Respondent’s Arguments: The Deputy Advocate General (DAG) for the State contended that serious irregularities were discovered, including total non-maintenance of raw material registers and the absence of entries for most batches, indicating “clear misuse and lack of accountability.” The DAG argued this constituted a violation of Section 18(a)(vi) read with Rule 74, punishable under Section 27(d). Because Section 27(d) carries a punishment of up to two years, the limitation period is three years, rendering the complaint timely. The State also defended the committal order, stating the offence is exclusively triable by a Special Judge.
The Court’s Analysis
The Supreme Court closely examined the complaint, the committal orders, and the statutory framework. Addressing the appellant’s claim that the Magistrate failed to mention Section 27(d) in the cognizance order, the Court observed that the title of both the complaint and the cognizance order specifically referred to Section 27(d). The Court concluded that “while writing the hand written order, the learned JMFC has missed to mention Section 27 (d)” as a mere clerical omission.
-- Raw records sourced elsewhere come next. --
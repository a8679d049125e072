// ABOUTME: Selector registry: per-category navigation path, item/container candidates and field candidates.
// ABOUTME: Built once, validated at construction, and passed explicitly to the parser and orchestrator.

//! Selector registry.
//!
//! The registry describes where each category lives on the site and how to
//! find its records. Every list of candidates is ordered and tried first to
//! last. A field may be written in JSON either as a comma-joined string
//! (`".name-en, .name"`) or as an array whose entries are CSS strings or
//! `[css, attribute]` pairs.

use std::collections::BTreeMap;
use std::path::Path;

use serde::{Deserialize, Deserializer, Serialize};
use url::Url;

use crate::category::{Category, Field};
use crate::dom::compiled::is_valid;
use crate::error::RegistryError;

/// Specifies how one candidate reads a value from a matched element.
#[derive(Debug, Clone, PartialEq, Eq, Serialize, Deserialize)]
#[serde(untagged)]
pub enum SelectorSpec {
    /// A CSS selector whose matches are read as text, e.g. `".name-en"`.
    Css(String),
    /// A CSS selector whose matches are read through an attribute, e.g. `["img.weak", "alt"]`.
    CssAttr(String, String),
}

impl SelectorSpec {
    pub fn css(&self) -> &str {
        match self {
            SelectorSpec::Css(css) | SelectorSpec::CssAttr(css, _) => css,
        }
    }
}

/// Splits a comma-joined selector list into its ordered candidates.
///
/// Only top-level commas separate candidates; commas inside parentheses,
/// brackets or quotes belong to the selector. Empty pieces are dropped.
pub fn split_candidates(joined: &str) -> Vec<String> {
    let mut out = Vec::new();
    let mut current = String::new();
    let mut depth = 0usize;
    let mut quote: Option<char> = None;

    for ch in joined.chars() {
        match quote {
            Some(q) => {
                if ch == q {
                    quote = None;
                }
                current.push(ch);
            }
            None => match ch {
                '\'' | '"' => {
                    quote = Some(ch);
                    current.push(ch);
                }
                '(' | '[' => {
                    depth += 1;
                    current.push(ch);
                }
                ')' | ']' => {
                    depth = depth.saturating_sub(1);
                    current.push(ch);
                }
                ',' if depth == 0 => {
                    out.push(std::mem::take(&mut current));
                }
                _ => current.push(ch),
            },
        }
    }
    out.push(current);

    out.into_iter()
        .map(|s| s.trim().to_string())
        .filter(|s| !s.is_empty())
        .collect()
}

#[derive(Deserialize)]
#[serde(untagged)]
enum RawCss {
    Joined(String),
    List(Vec<String>),
}

#[derive(Deserialize)]
#[serde(untagged)]
enum RawCandidates {
    Joined(String),
    List(Vec<SelectorSpec>),
}

fn css_list<'de, D>(deserializer: D) -> Result<Vec<String>, D::Error>
where
    D: Deserializer<'de>,
{
    Ok(match RawCss::deserialize(deserializer)? {
        RawCss::Joined(s) => split_candidates(&s),
        RawCss::List(list) => list,
    })
}

fn field_map<'de, D>(deserializer: D) -> Result<BTreeMap<Field, Vec<SelectorSpec>>, D::Error>
where
    D: Deserializer<'de>,
{
    let raw = BTreeMap::<Field, RawCandidates>::deserialize(deserializer)?;
    Ok(raw
        .into_iter()
        .map(|(field, candidates)| {
            let specs = match candidates {
                RawCandidates::Joined(s) => split_candidates(&s)
                    .into_iter()
                    .map(SelectorSpec::Css)
                    .collect(),
                RawCandidates::List(list) => list,
            };
            (field, specs)
        })
        .collect())
}

/// Selectors for one category.
#[derive(Debug, Clone, Serialize, Deserialize)]
pub struct CategorySelectors {
    pub category: Category,
    /// Path joined onto the base URL, e.g. `"/#/monster"`.
    pub path: String,
    /// Selectors whose presence signals that the list has rendered.
    #[serde(default, deserialize_with = "css_list")]
    pub container: Vec<String>,
    /// Item-boundary candidates; the first with any match wins.
    #[serde(deserialize_with = "css_list")]
    pub items: Vec<String>,
    #[serde(default, deserialize_with = "field_map")]
    pub fields: BTreeMap<Field, Vec<SelectorSpec>>,
}

impl CategorySelectors {
    /// Candidates for `field`, empty when the registry declares none.
    pub fn candidates(&self, field: Field) -> &[SelectorSpec] {
        self.fields.get(&field).map(Vec::as_slice).unwrap_or(&[])
    }

    /// The category's URL under `base`.
    pub fn url(&self, base: &Url) -> Result<Url, url::ParseError> {
        base.join(&self.path)
    }
}

fn default_fallback_items() -> Vec<String> {
    vec![
        "div[class*='card']".to_string(),
        "[class*='row']".to_string(),
        "tr".to_string(),
    ]
}

#[derive(Deserialize)]
struct RegistryFile {
    #[serde(default = "default_fallback_items", deserialize_with = "css_list")]
    fallback_items: Vec<String>,
    categories: Vec<CategorySelectors>,
}

/// Immutable, validated selector configuration for every category.
#[derive(Debug, Clone)]
pub struct SelectorRegistry {
    categories: Vec<CategorySelectors>,
    fallback_items: Vec<String>,
}

impl SelectorRegistry {
    /// Validates and builds a registry.
    ///
    /// Every category must appear exactly once, have at least one item
    /// candidate and one display-name candidate, and only declare fields its
    /// records carry. Every selector must compile.
    pub fn new(
        categories: Vec<CategorySelectors>,
        fallback_items: Vec<String>,
    ) -> Result<Self, RegistryError> {
        let mut slots: Vec<Option<CategorySelectors>> = vec![None; Category::ALL.len()];
        for spec in categories {
            let idx = spec.category.index();
            if slots[idx].is_some() {
                return Err(RegistryError::DuplicateCategory(spec.category));
            }
            validate_category(&spec)?;
            slots[idx] = Some(spec);
        }

        let mut ordered = Vec::with_capacity(slots.len());
        for (category, slot) in Category::ALL.iter().zip(slots) {
            ordered.push(slot.ok_or(RegistryError::MissingCategory(*category))?);
        }

        for css in &fallback_items {
            check_selector(css, "fallback_items")?;
        }

        Ok(Self {
            categories: ordered,
            fallback_items,
        })
    }

    /// Parses and validates a registry from JSON text.
    pub fn from_json(json: &str) -> Result<Self, RegistryError> {
        let file: RegistryFile = serde_json::from_str(json)?;
        Self::new(file.categories, file.fallback_items)
    }

    /// Reads, parses and validates a registry file.
    pub fn from_path(path: &Path) -> Result<Self, RegistryError> {
        let json = std::fs::read_to_string(path).map_err(|source| RegistryError::Read {
            path: path.to_path_buf(),
            source,
        })?;
        Self::from_json(&json)
    }

    pub fn get(&self, category: Category) -> &CategorySelectors {
        &self.categories[category.index()]
    }

    /// Structural fallback candidates tried when no item candidate matches.
    pub fn fallback_items(&self) -> &[String] {
        &self.fallback_items
    }

    /// Per-category selectors in scrape order.
    pub fn iter(&self) -> impl Iterator<Item = &CategorySelectors> {
        self.categories.iter()
    }
}

fn check_selector(css: &str, context: impl Into<String>) -> Result<(), RegistryError> {
    if is_valid(css) {
        Ok(())
    } else {
        Err(RegistryError::InvalidSelector {
            selector: css.to_string(),
            context: context.into(),
        })
    }
}

fn validate_category(spec: &CategorySelectors) -> Result<(), RegistryError> {
    let category = spec.category;
    if spec.items.is_empty() {
        return Err(RegistryError::NoItemSelectors(category));
    }
    if spec.candidates(Field::En).is_empty() {
        return Err(RegistryError::NoNameSelectors(category));
    }
    for css in &spec.items {
        check_selector(css, format!("{category}.items"))?;
    }
    for css in &spec.container {
        check_selector(css, format!("{category}.container"))?;
    }
    for (field, candidates) in &spec.fields {
        if !category.declares(*field) {
            return Err(RegistryError::FieldNotApplicable {
                category,
                field: *field,
            });
        }
        for candidate in candidates {
            check_selector(candidate.css(), format!("{category}.{field}"))?;
        }
    }
    Ok(())
}

#[cfg(test)]
mod tests {
    use super::*;
    use pretty_assertions::assert_eq;

    fn minimal(category: Category) -> CategorySelectors {
        CategorySelectors {
            category,
            path: format!("/#/{}", category.as_str()),
            container: vec![],
            items: vec![format!(".{}-card", category.as_str())],
            fields: BTreeMap::from([(Field::En, vec![SelectorSpec::Css(".name".to_string())])]),
        }
    }

    fn all_minimal() -> Vec<CategorySelectors> {
        Category::ALL.iter().map(|c| minimal(*c)).collect()
    }

    #[test]
    fn test_split_candidates_respects_nesting_and_quotes() {
        assert_eq!(
            split_candidates(".name-en, .name, [lang='en']"),
            vec![".name-en", ".name", "[lang='en']"]
        );
        assert_eq!(
            split_candidates("div:is(.a, .b), [data-x='1,2'] , "),
            vec!["div:is(.a, .b)", "[data-x='1,2']"]
        );
        assert!(split_candidates("  ").is_empty());
    }

    #[test]
    fn test_registry_orders_categories_regardless_of_input_order() {
        let mut specs = all_minimal();
        specs.reverse();
        let reg = SelectorRegistry::new(specs, default_fallback_items()).unwrap();
        let order: Vec<Category> = reg.iter().map(|s| s.category).collect();
        assert_eq!(order, Category::ALL.to_vec());
        assert_eq!(reg.get(Category::Skill).items, vec![".skill-card"]);
    }

    #[test]
    fn test_registry_rejects_missing_category() {
        let mut specs = all_minimal();
        specs.retain(|s| s.category != Category::Armor);
        let err = SelectorRegistry::new(specs, vec![]).unwrap_err();
        assert!(matches!(err, RegistryError::MissingCategory(Category::Armor)));
    }

    #[test]
    fn test_registry_rejects_duplicate_category() {
        let mut specs = all_minimal();
        specs.push(minimal(Category::Item));
        let err = SelectorRegistry::new(specs, vec![]).unwrap_err();
        assert!(matches!(err, RegistryError::DuplicateCategory(Category::Item)));
    }

    #[test]
    fn test_registry_rejects_empty_items() {
        let mut specs = all_minimal();
        specs[0].items.clear();
        let err = SelectorRegistry::new(specs, vec![]).unwrap_err();
        assert!(matches!(err, RegistryError::NoItemSelectors(Category::Monster)));
    }

    #[test]
    fn test_registry_rejects_missing_name_candidates() {
        let mut specs = all_minimal();
        specs[1].fields.clear();
        let err = SelectorRegistry::new(specs, vec![]).unwrap_err();
        assert!(matches!(err, RegistryError::NoNameSelectors(Category::Weapon)));
    }

    #[test]
    fn test_registry_rejects_inapplicable_field() {
        let mut specs = all_minimal();
        specs[1]
            .fields
            .insert(Field::Weakness, vec![SelectorSpec::Css(".weakness".into())]);
        let err = SelectorRegistry::new(specs, vec![]).unwrap_err();
        assert!(matches!(
            err,
            RegistryError::FieldNotApplicable {
                category: Category::Weapon,
                field: Field::Weakness
            }
        ));
    }

    #[test]
    fn test_registry_rejects_invalid_selector() {
        let mut specs = all_minimal();
        specs[2].items = vec!["[[[broken".to_string()];
        let err = SelectorRegistry::new(specs, vec![]).unwrap_err();
        match err {
            RegistryError::InvalidSelector { selector, context } => {
                assert_eq!(selector, "[[[broken");
                assert_eq!(context, "armor.items");
            }
            other => panic!("unexpected error: {other}"),
        }
    }

    #[test]
    fn test_json_accepts_joined_strings_and_attribute_pairs() {
        let json = r#"{
            "categories": [
                {"category": "monster", "path": "/#/monster",
                 "items": ".monster-card, .list-item",
                 "fields": {
                    "en": ".name-en, .name",
                    "weakness": [".weakness", ["img[class*='weak']", "alt"]]
                 }},
                {"category": "weapon", "path": "/#/weapon", "items": [".weapon-card"], "fields": {"en": ".name"}},
                {"category": "armor", "path": "/#/armor", "items": [".armor-card"], "fields": {"en": ".name"}},
                {"category": "skill", "path": "/#/skill", "items": [".skill-card"], "fields": {"en": ".name"}},
                {"category": "item", "path": "/#/item", "items": [".item-card"], "fields": {"en": ".name"}}
            ]
        }"#;
        let reg = SelectorRegistry::from_json(json).unwrap();
        let monster = reg.get(Category::Monster);
        assert_eq!(monster.items, vec![".monster-card", ".list-item"]);
        assert_eq!(
            monster.candidates(Field::En),
            &[
                SelectorSpec::Css(".name-en".into()),
                SelectorSpec::Css(".name".into())
            ]
        );
        assert_eq!(
            monster.candidates(Field::Weakness),
            &[
                SelectorSpec::Css(".weakness".into()),
                SelectorSpec::CssAttr("img[class*='weak']".into(), "alt".into())
            ]
        );
        assert!(monster.candidates(Field::Materials).is_empty());
        assert_eq!(reg.fallback_items(), default_fallback_items().as_slice());
    }

    #[test]
    fn test_json_rejects_unknown_field_name() {
        let json = r#"{"categories": [{"category": "monster", "path": "/", "items": ".x",
            "fields": {"nickname": ".nick"}}]}"#;
        assert!(matches!(
            SelectorRegistry::from_json(json),
            Err(RegistryError::Parse(_))
        ));
    }

    #[test]
    fn test_url_joins_fragment_paths() {
        let spec = minimal(Category::Monster);
        let base = Url::parse("http://mhn.quest").unwrap();
        assert_eq!(
            spec.url(&base).unwrap().as_str(),
            "http://mhn.quest/#/monster"
        );
    }
}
Delving into the nature of the offence, the Court noted the grave allegations in the complaint: “…the firm has done the grievous manipulation and violations at the time of manufacturing and testing of the said drugs and committed blunder in manufacturing the drugs as per the record as seized by the firm.” The Court highlighted the observation that “heavy misuse has been done by the firm for the said habit forming drug and the firm could not produce the record for the illegal sale done by the said firm.”
The Court determined that these allegations pertain to the commission of an offence under Section 18(a)(vi), punishable under Section 27(d). “In view of the aforesaid, when Section 27 (d) of the Act provides for imprisonment for a term not less than one year but may extend to two years, as per Section 468 of Cr.P.C. complaint can be filed within a period of 03 years. In the present case, the complaint has been filed within a period of 03 years (two years and six months),” the judgment read, effectively rejecting the limitation defense. The Court differentiated the cited cases (Miteshbhai J. Patel and Cheminova), noting that in those instances, the complaints were filed significantly beyond the three-year threshold.
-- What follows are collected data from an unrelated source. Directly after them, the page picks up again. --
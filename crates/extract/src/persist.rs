// ABOUTME: Writes scraped records, per-section files, debug dumps, and the run report to disk.
// ABOUTME: A failed write is recorded as a global error and the remaining files are still written.

use std::fs;
use std::path::{Path, PathBuf};

use serde::Serialize;
use tracing::{error, info};

use crate::category::Category;
use crate::error::PersistError;
use crate::report::RunReport;
use crate::scraper::ScrapedData;

/// All records across categories, in category order.
pub const COMBINED_FILE: &str = "mhnow_data_all.json";

pub const REPORT_FILE: &str = "scrape_report.json";

/// `mhnow_<section>.json`
pub fn section_file_name(category: Category) -> String {
    format!("mhnow_{}.json", category.section_name())
}

/// `debug_<section>.html`
pub fn debug_file_name(category: Category) -> String {
    format!("debug_{}.html", category.section_name())
}

/// Saves the rendered page for a category, creating `dir` if needed.
pub fn write_debug_html(dir: &Path, category: Category, html: &str) -> std::io::Result<PathBuf> {
    fs::create_dir_all(dir)?;
    let path = dir.join(debug_file_name(category));
    fs::write(&path, html)?;
    Ok(path)
}

fn write_json<T: Serialize + ?Sized>(path: &Path, value: &T) -> Result<(), PersistError> {
    // serde_json leaves non-ASCII characters unescaped.
    let mut body = serde_json::to_string_pretty(value).map_err(|source| PersistError::Json {
        path: path.to_path_buf(),
        source,
    })?;
    body.push('\n');
    fs::write(path, body).map_err(|source| PersistError::Io {
        path: path.to_path_buf(),
        source,
    })
}

/// Writes a run's output files into one directory.
#[derive(Debug, Clone)]
pub struct OutputWriter {
    dir: PathBuf,
}

impl OutputWriter {
    pub fn new(dir: impl Into<PathBuf>) -> Self {
        Self { dir: dir.into() }
    }

    pub fn dir(&self) -> &Path {
        &self.dir
    }

    /// Writes the combined file, one file per non-empty category, then the
    /// report. Write failures are appended to the report's global errors so
    /// the report, written last, includes them.
    ///
    /// Returns the paths that were written.
    pub fn write(&self, data: &ScrapedData, report: &mut RunReport) -> Vec<PathBuf> {
        let mut written = Vec::new();

        if let Err(e) = fs::create_dir_all(&self.dir) {
            report.push_global_error(
                PersistError::Io {
                    path: self.dir.clone(),
                    source: e,
                }
                .to_string(),
            );
        }

        let mut attempt = |path: PathBuf, result: Result<(), PersistError>, report: &mut RunReport| {
            match result {
                Ok(()) => {
                    info!(path = %path.display(), "wrote output");
                    written.push(path);
                }
                Err(e) => {
                    error!(error = %e, "output write failed");
                    report.push_global_error(e.to_string());
                }
            }
        };

        let combined = self.dir.join(COMBINED_FILE);
        let result = write_json(&combined, &data.combined());
        attempt(combined, result, report);

        for (category, records) in data.iter() {
            if records.is_empty() {
                continue;
            }
            let path = self.dir.join(section_file_name(category));
            let result = write_json(&path, records);
            attempt(path, result, report);
        }

        let path = self.dir.join(REPORT_FILE);
        let result = write_json(&path, &*report);
        attempt(path, result, report);

        written
    }
}
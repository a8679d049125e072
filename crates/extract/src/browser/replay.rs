// ABOUTME: Offline PageSession that serves debug HTML dumps saved by an earlier debug run.
// ABOUTME: Lets selectors be iterated on without a browser; a missing dump fails navigation.

use std::collections::HashMap;
use std::path::{Path, PathBuf};
use std::time::Duration;

use tracing::debug;
use url::Url;

use crate::browser::{PageSession, WaitOutcome, WaitStrategy};
use crate::error::BrowserError;
use crate::extractors::registry::SelectorRegistry;
use crate::persist::debug_file_name;

/// Serves `debug_<section>.html` files in place of live pages.
#[derive(Debug, Clone)]
pub struct ReplaySession {
    pages: HashMap<String, PathBuf>,
    current: Option<(String, String)>,
}

impl ReplaySession {
    /// Maps every category URL under `base` to its dump inside `dir`.
    pub fn from_debug_dir(
        dir: &Path,
        registry: &SelectorRegistry,
        base: &Url,
    ) -> Result<Self, url::ParseError> {
        let mut pages = HashMap::new();
        for spec in registry.iter() {
            let url = spec.url(base)?;
            pages.insert(url.to_string(), dir.join(debug_file_name(spec.category)));
        }
        Ok(Self {
            pages,
            current: None,
        })
    }
}

impl PageSession for ReplaySession {
    async fn navigate(&mut self, url: &Url, _timeout: Duration) -> Result<(), BrowserError> {
        self.current = None;
        let path = self.pages.get(url.as_str()).ok_or_else(|| {
            BrowserError::navigation(
                url.as_str(),
                "replay",
                Some(anyhow::anyhow!("no saved page for this url")),
            )
        })?;
        let html = std::fs::read_to_string(path).map_err(|e| {
            BrowserError::navigation(
                url.as_str(),
                "replay",
                Some(anyhow::Error::new(e).context(format!("reading {}", path.display()))),
            )
        })?;
        debug!(url = %url, path = %path.display(), "replaying saved page");
        self.current = Some((url.to_string(), html));
        Ok(())
    }

    async fn wait(&mut self, _strategy: &WaitStrategy, _timeout: Duration) -> WaitOutcome {
        WaitOutcome::Ready
    }

    async fn content(&mut self) -> Result<String, BrowserError> {
        match self.current {
            Some((_, ref html)) => Ok(html.clone()),
            None => Err(BrowserError::content("", "replay", None)),
        }
    }
}
// ABOUTME: Loads the builtin selector registry from JSON embedded at compile time.
// ABOUTME: The same schema is accepted from a user file to override stale selectors.

use crate::error::RegistryError;
use crate::extractors::registry::SelectorRegistry;

/// Embedded selector registry for mhn.quest.
const BUILTIN_SELECTORS_JSON: &str = include_str!("../../data/selectors.json");

/// Loads and validates the builtin selector registry.
pub fn load_builtin_registry() -> Result<SelectorRegistry, RegistryError> {
    SelectorRegistry::from_json(BUILTIN_SELECTORS_JSON)
}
On the jurisdictional issue, the Court analyzed the interplay between Section 32(2) and Section 36-A. Section 32(2) stipulates that no court inferior to a Court of Session shall try an offence punishable under Chapter IV. While Section 36-A allows summary trials by Magistrates for offences not exceeding three years, it explicitly excludes offences triable by a Special Court or Court of Session under the Act.
The Court observed: “We are, therefore, of the view that when Section 32(2) specifically provides for offence to be tried by the Courts not inferior to the Court of Sessions, Section 36-A would not be applicable to the facts of the present case.”
Decision
The Supreme Court found no error or illegality in the committal proceedings or the High Court’s refusal to quash the criminal complaint.
“In view of the aforesaid discussion, we are of the view that the High Court has not committed any error while dismissing the petition filed by the present appellants under Section 482 of the Cr.P.C. for quashing of the complaint. Hence, no interference is required,” the Court concluded. The appeal was accordingly dismissed.